● **PROVIDED ENTRIES**
//! Tool definitions
//!
//! This module contains all Trello MCP tool implementations.

pub mod boards;
pub mod cards;
pub mod lists;

use crate::tools::ToolRegistry;

/// Register all tools with the registry
pub fn register_all_tools(registry: &mut ToolRegistry) {
    boards::register(registry);
    lists::register(registry);
    cards::register(registry);
}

● **TASK TO CARRY OUT**
Nothing beyond the line that contains "boards::register(registry);" belongs in the answer; reproduce the entries exactly from their first line through it.

● **SOLUTION TO THE PROBLEM**
//! Tool definitions
//!
//! This module contains all Trello MCP tool implementations.

pub mod boards;
pub mod cards;
pub mod lists;

use crate::tools::ToolRegistry;

/// Register all tools with the registry
pub fn register_all_tools(registry: &mut ToolRegistry) {
    boards::register(registry);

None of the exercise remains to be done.